Dataset entries:
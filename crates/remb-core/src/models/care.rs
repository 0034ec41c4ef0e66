//! Reimbursement line-item models.

use std::fmt;

use chrono::NaiveDate;
use rust_decimal::Decimal;
use serde::{Deserialize, Serialize};

/// One reimbursed-care line item from a statement.
#[derive(Debug, Clone, PartialEq, Eq, Serialize, Deserialize)]
pub struct CareRecord {
    /// Date the care was given.
    pub care_date: NaiveDate,

    /// Care label, e.g. "CONSULTATION SPECIALISTE".
    pub care_type: String,

    /// Care code as printed between parentheses.
    pub care_code: String,

    /// Amount paid by the patient.
    pub paid_amount: Decimal,

    /// Reimbursement base.
    pub reimbursement_base: Decimal,

    /// Amount reimbursed by the primary scheme.
    pub reimbursed_amount: Decimal,

    /// Complementary rate, kept as printed (e.g. "70%").
    pub complementary_rate: String,

    /// Amount covered by the complementary insurer.
    pub complementary_amount: Decimal,
}

/// Grammar variant a record was matched with.
#[derive(Debug, Clone, Copy, PartialEq, Eq, Serialize, Deserialize)]
#[serde(rename_all = "snake_case", tag = "kind", content = "marker")]
pub enum GrammarVariant {
    /// Fields separated by whitespace only.
    Plain,
    /// Date and percentages wrapped in the given delimiter.
    Marked(char),
}

impl fmt::Display for GrammarVariant {
    fn fmt(&self, f: &mut fmt::Formatter<'_>) -> fmt::Result {
        match self {
            GrammarVariant::Plain => f.write_str("plain"),
            GrammarVariant::Marked(c) => write!(f, "marked '{}'", c),
        }
    }
}

/// The eight text groups captured for one occurrence of the record grammar.
///
/// Fields are named after their position in the grammar, which is not the
/// display order of [`CareRecord`]: the sixth group feeds
/// `complementary_amount` and the seventh feeds `reimbursed_amount`.
#[derive(Debug, Clone, PartialEq, Eq, Serialize)]
pub struct RawRecordMatch {
    /// Zero-based occurrence index within the document.
    pub index: usize,
    /// Byte span of the whole occurrence in the normalized text.
    pub span: (usize, usize),
    /// Variant detected for this occurrence.
    pub variant: GrammarVariant,

    pub date: String,
    pub care_type: String,
    pub care_code: String,
    pub paid_amount: String,
    pub reimbursement_base: String,
    pub complementary_amount: String,
    pub reimbursed_amount: String,
    pub complementary_rate: String,
}

impl RawRecordMatch {
    /// Captured groups in grammar order.
    pub fn groups(&self) -> [&str; 8] {
        [
            &self.date,
            &self.care_type,
            &self.care_code,
            &self.paid_amount,
            &self.reimbursement_base,
            &self.complementary_amount,
            &self.reimbursed_amount,
            &self.complementary_rate,
        ]
    }
}

/// Currency fields of a [`CareRecord`].
#[derive(Debug, Clone, Copy, PartialEq, Eq, Hash, Serialize, Deserialize)]
#[serde(rename_all = "snake_case")]
pub enum AmountField {
    PaidAmount,
    ReimbursementBase,
    ReimbursedAmount,
    ComplementaryAmount,
}

impl AmountField {
    pub fn as_str(&self) -> &'static str {
        match self {
            AmountField::PaidAmount => "paid_amount",
            AmountField::ReimbursementBase => "reimbursement_base",
            AmountField::ReimbursedAmount => "reimbursed_amount",
            AmountField::ComplementaryAmount => "complementary_amount",
        }
    }
}

impl fmt::Display for AmountField {
    fn fmt(&self, f: &mut fmt::Formatter<'_>) -> fmt::Result {
        f.write_str(self.as_str())
    }
}

/// A record persisted by a [`RecordStore`](crate::store::RecordStore).
#[derive(Debug, Clone, PartialEq, Eq, Serialize, Deserialize)]
pub struct StoredRecord {
    /// Identifier assigned by the store.
    pub id: u64,

    #[serde(flatten)]
    pub record: CareRecord,
}
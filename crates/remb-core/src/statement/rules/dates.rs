//! Care date coercion.

use chrono::NaiveDate;

use super::patterns::DATE_DMY;
use crate::error::CoercionError;

/// Parse a `dd/mm/yyyy` date, ignoring any whitespace inside it.
pub fn parse_care_date(raw: &str) -> Result<NaiveDate, CoercionError> {
    let invalid = || CoercionError::InvalidDate {
        value: raw.to_string(),
    };

    let compact: String = raw.chars().filter(|c| !c.is_whitespace()).collect();
    let caps = DATE_DMY.captures(&compact).ok_or_else(invalid)?;

    let day: u32 = caps[1].parse().map_err(|_| invalid())?;
    let month: u32 = caps[2].parse().map_err(|_| invalid())?;
    let year: i32 = caps[3].parse().map_err(|_| invalid())?;

    NaiveDate::from_ymd_opt(year, month, day).ok_or_else(invalid)
}
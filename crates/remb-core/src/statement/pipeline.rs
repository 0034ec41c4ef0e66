//! Extraction pipeline: normalize, match, coerce.

use std::time::Instant;

use serde::Serialize;
use tracing::{debug, info, warn};

use crate::error::{CoercionError, ExtractionError};
use crate::models::care::{CareRecord, GrammarVariant};
use crate::source::{FormatHint, SourceDecoder};

use super::coercer::coerce;
use super::matcher::{Marker, RecordGrammar, RecordMatcher};
use super::normalizer::normalize;
use super::StatementParser;

/// A matched record that could not be coerced.
#[derive(Debug, Clone, PartialEq, Eq, Serialize)]
pub struct CoercionFailure {
    /// Zero-based index of the match in the document.
    pub index: usize,
    /// Why it was dropped.
    #[serde(serialize_with = "serialize_display")]
    pub error: CoercionError,
}

fn serialize_display<S: serde::Serializer>(
    error: &CoercionError,
    serializer: S,
) -> Result<S::Ok, S::Error> {
    serializer.collect_str(error)
}

/// Coarse classification of an [`Extraction`].
#[derive(Debug, Clone, Copy, PartialEq, Eq, Serialize)]
#[serde(rename_all = "snake_case")]
pub enum Outcome {
    /// The document holds no occurrence of the record grammar.
    NoMatches,
    /// Every match became a record.
    Complete,
    /// Some matches were dropped.
    Partial,
}

/// Result of one extraction call.
#[derive(Debug, Clone, PartialEq, Eq, Serialize)]
pub struct Extraction {
    /// Coerced records, in document order.
    pub records: Vec<CareRecord>,
    /// Matches dropped during coercion.
    pub failures: Vec<CoercionFailure>,
    /// Number of grammar occurrences found.
    pub matched: usize,
    /// Variant of the first occurrence.
    pub variant: Option<GrammarVariant>,
}

impl Extraction {
    pub fn failure_count(&self) -> usize {
        self.failures.len()
    }

    /// No records were produced.
    pub fn is_empty(&self) -> bool {
        self.records.is_empty()
    }

    pub fn outcome(&self) -> Outcome {
        if self.matched == 0 {
            Outcome::NoMatches
        } else if self.failures.is_empty() {
            Outcome::Complete
        } else {
            Outcome::Partial
        }
    }
}

/// Composes normalizer, matcher and coercer.
///
/// The pipeline holds no per-call state and can be shared across threads.
#[derive(Debug, Clone, Default)]
pub struct ExtractionPipeline {
    matcher: RecordMatcher,
    decoder: SourceDecoder,
}

impl ExtractionPipeline {
    /// Create a pipeline accepting plain and any-marker documents.
    pub fn new() -> Self {
        Self::default()
    }

    /// Restrict the accepted delimiter.
    pub fn with_marker(mut self, marker: Marker) -> Self {
        self.matcher = RecordMatcher::new(RecordGrammar::new(marker));
        self
    }

    /// Use a custom decoder for byte input.
    pub fn with_decoder(mut self, decoder: SourceDecoder) -> Self {
        self.decoder = decoder;
        self
    }

    pub fn marker(&self) -> Marker {
        self.matcher.grammar().marker()
    }

    /// Extract every care record from already-decoded text.
    pub fn extract(&self, raw_text: &str) -> Extraction {
        let start = Instant::now();
        let text = normalize(raw_text);

        let mut records = Vec::new();
        let mut failures = Vec::new();
        let mut variant = None;
        let mut matched = 0;

        for raw in self.matcher.matches(&text) {
            matched += 1;
            variant.get_or_insert(raw.variant);

            match coerce(&raw) {
                Ok(record) => records.push(record),
                Err(error) => {
                    warn!("Dropping record {}: {}", raw.index, error);
                    failures.push(CoercionFailure {
                        index: raw.index,
                        error,
                    });
                }
            }
        }

        if matched == 0 {
            info!("No reimbursement records found in {} characters of text", raw_text.len());
        } else {
            debug!(
                "Extracted {} of {} records ({} failed) in {:?}",
                records.len(),
                matched,
                failures.len(),
                start.elapsed()
            );
        }

        Extraction {
            records,
            failures,
            matched,
            variant,
        }
    }

    /// Decode `bytes` and extract from the resulting text.
    ///
    /// Only a decoding failure is an error; an empty result is not.
    pub fn extract_bytes(&self, bytes: &[u8], hint: FormatHint) -> Result<Extraction, ExtractionError> {
        let text = self.decoder.decode(bytes, hint)?;
        Ok(self.extract(&text))
    }
}

impl StatementParser for ExtractionPipeline {
    fn parse(&self, text: &str) -> Extraction {
        self.extract(text)
    }
}
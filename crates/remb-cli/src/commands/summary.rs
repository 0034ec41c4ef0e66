//! Summary command - monthly totals from the record store.

use std::path::PathBuf;

use clap::Args;
use console::style;

use remb_core::statement::rules::format_amount;
use remb_core::{monthly_totals, JsonLinesStore, MonthlyTotal, RecordStore};

use super::load_config;

/// Arguments for the summary command.
#[derive(Args)]
pub struct SummaryArgs {
    /// Record store file (default: from config)
    #[arg(long)]
    store: Option<PathBuf>,

    /// Output format
    #[arg(short, long, value_enum, default_value = "text")]
    format: super::process::OutputFormat,
}

pub async fn run(args: SummaryArgs, config_path: Option<&str>) -> anyhow::Result<()> {
    let config = load_config(config_path)?;
    let path = args.store.unwrap_or(config.store.path);

    let store = JsonLinesStore::open(&path)?;
    let rows = store.load()?;
    if rows.is_empty() {
        eprintln!(
            "{} No records stored in {}",
            style("ℹ").blue(),
            path.display()
        );
    }

    let totals = monthly_totals(rows.iter().map(|row| &row.record))?;

    let output = match args.format {
        super::process::OutputFormat::Json => serde_json::to_string_pretty(&totals)?,
        super::process::OutputFormat::Csv => format_csv(&totals)?,
        super::process::OutputFormat::Text => format_text(&totals),
    };
    println!("{}", output);

    Ok(())
}

fn format_csv(totals: &[MonthlyTotal]) -> anyhow::Result<String> {
    let mut wtr = csv::Writer::from_writer(vec![]);

    wtr.write_record(["month", "paid_amount", "reimbursed_amount", "records"])?;
    for total in totals {
        wtr.write_record([
            &total.month.to_string(),
            &total.paid_amount.to_string(),
            &total.reimbursed_amount.to_string(),
            &total.records.to_string(),
        ])?;
    }

    let data = String::from_utf8(wtr.into_inner()?)?;
    Ok(data)
}

fn format_text(totals: &[MonthlyTotal]) -> String {
    let mut output = String::from("Month     Paid        Reimbursed  Records\n");
    for total in totals {
        output.push_str(&format!(
            "{}   {:>10}  {:>10}  {:>7}\n",
            total.month,
            format_amount(total.paid_amount),
            format_amount(total.reimbursed_amount),
            total.records
        ));
    }
    output
}
//! Decoding uploaded documents into text.

use std::path::Path;

use serde::{Deserialize, Serialize};
use tracing::debug;

use crate::error::{ExtractionError, PdfError};
#[cfg(feature = "pdf")]
use crate::pdf::{PdfExtractor, PdfProcessor, PdfType};

const PDF_MAGIC: &[u8] = b"%PDF-";
const UTF8_BOM: &[u8] = b"\xEF\xBB\xBF";

/// How the source bytes should be interpreted.
#[derive(Debug, Clone, Copy, PartialEq, Eq, Default, Serialize, Deserialize)]
#[serde(rename_all = "snake_case")]
pub enum FormatHint {
    /// Sniff the bytes.
    #[default]
    Auto,
    /// UTF-8 text.
    Text,
    /// PDF document with a text layer.
    Pdf,
}

impl FormatHint {
    /// Guess from a file extension, falling back to [`FormatHint::Auto`].
    pub fn from_path(path: &Path) -> Self {
        let extension = path
            .extension()
            .and_then(|e| e.to_str())
            .unwrap_or("")
            .to_lowercase();

        match extension.as_str() {
            "pdf" => FormatHint::Pdf,
            "txt" | "text" => FormatHint::Text,
            _ => FormatHint::Auto,
        }
    }
}

/// Turns raw document bytes into text for the pipeline.
#[derive(Debug, Clone)]
pub struct SourceDecoder {
    min_pdf_text_length: usize,
}

impl SourceDecoder {
    pub fn new() -> Self {
        Self {
            min_pdf_text_length: 20,
        }
    }

    /// Set the minimum visible text a PDF must carry to be considered readable.
    pub fn with_min_pdf_text_length(mut self, min: usize) -> Self {
        self.min_pdf_text_length = min;
        self
    }

    /// Decode `bytes` according to `hint`.
    pub fn decode(&self, bytes: &[u8], hint: FormatHint) -> Result<String, ExtractionError> {
        let hint = match hint {
            FormatHint::Auto if bytes.starts_with(PDF_MAGIC) => FormatHint::Pdf,
            FormatHint::Auto => FormatHint::Text,
            other => other,
        };
        debug!("Decoding {} bytes as {:?}", bytes.len(), hint);

        match hint {
            FormatHint::Pdf => Ok(self.decode_pdf(bytes)?),
            _ => decode_text(bytes),
        }
    }

    #[cfg(feature = "pdf")]
    fn decode_pdf(&self, bytes: &[u8]) -> Result<String, PdfError> {
        let mut extractor = PdfExtractor::new().with_min_text_length(self.min_pdf_text_length);
        extractor.load(bytes)?;

        let text = extractor.extract_text()?;
        if extractor.classify(&text) == PdfType::Empty {
            return Err(PdfError::TextExtraction(
                "document has no text layer".to_string(),
            ));
        }

        debug!(
            "Extracted {} chars from {} PDF pages",
            text.len(),
            extractor.page_count()
        );
        Ok(text)
    }

    #[cfg(not(feature = "pdf"))]
    fn decode_pdf(&self, _bytes: &[u8]) -> Result<String, PdfError> {
        Err(PdfError::Unsupported)
    }
}

impl Default for SourceDecoder {
    fn default() -> Self {
        Self::new()
    }
}

fn decode_text(bytes: &[u8]) -> Result<String, ExtractionError> {
    let bytes = bytes.strip_prefix(UTF8_BOM).unwrap_or(bytes);
    Ok(String::from_utf8(bytes.to_vec())?)
}
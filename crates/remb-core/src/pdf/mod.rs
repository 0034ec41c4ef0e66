//! PDF text-layer extraction.
//!
//! Statements delivered as PDF are reduced to plain text here before the
//! extraction pipeline sees them. Scanned documents without a text layer
//! are reported as [`PdfType::Empty`].

mod extractor;

pub use extractor::PdfExtractor;

use crate::error::PdfError;

/// Type of PDF content.
#[derive(Debug, Clone, Copy, PartialEq, Eq)]
pub enum PdfType {
    /// Contains extractable text.
    Text,
    /// No usable text layer.
    Empty,
}

/// Result type for PDF operations.
pub type Result<T> = std::result::Result<T, PdfError>;

/// Trait for PDF processing implementations.
pub trait PdfProcessor {
    /// Load a PDF from bytes.
    fn load(&mut self, data: &[u8]) -> Result<()>;

    /// Get the number of pages in the PDF.
    fn page_count(&self) -> u32;

    /// Classify already-extracted text as a usable text layer or not.
    fn classify(&self, text: &str) -> PdfType;

    /// Extract text from the entire PDF.
    fn extract_text(&self) -> Result<String>;

    /// Extract text from a specific page (1-indexed).
    fn extract_page_text(&self, page: u32) -> Result<String>;
}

— What this task involves —
Within the data above, the span starting at the line containing "variant.get_or_insert(raw.variant);" and ending at the line containing "fn parse(&self, text: &str)" is to be retyped exactly, with no other lines.

— Result below —
            variant.get_or_insert(raw.variant);

            match coerce(&raw) {
                Ok(record) => records.push(record),
                Err(error) => {
                    warn!("Dropping record {}: {}", raw.index, error);
                    failures.push(CoercionFailure {
                        index: raw.index,
                        error,
                    });
                }
            }
        }

        if matched == 0 {
            info!("No reimbursement records found in {} characters of text", raw_text.len());
        } else {
            debug!(
                "Extracted {} of {} records ({} failed) in {:?}",
                records.len(),
                matched,
                failures.len(),
                start.elapsed()
            );
        }

        Extraction {
            records,
            failures,
            matched,
            variant,
        }
    }

    /// Decode `bytes` and extract from the resulting text.
    ///
    /// Only a decoding failure is an error; an empty result is not.
    pub fn extract_bytes(&self, bytes: &[u8], hint: FormatHint) -> Result<Extraction, ExtractionError> {
        let text = self.decoder.decode(bytes, hint)?;
        Ok(self.extract(&text))
    }
}

impl StatementParser for ExtractionPipeline {
    fn parse(&self, text: &str) -> Extraction {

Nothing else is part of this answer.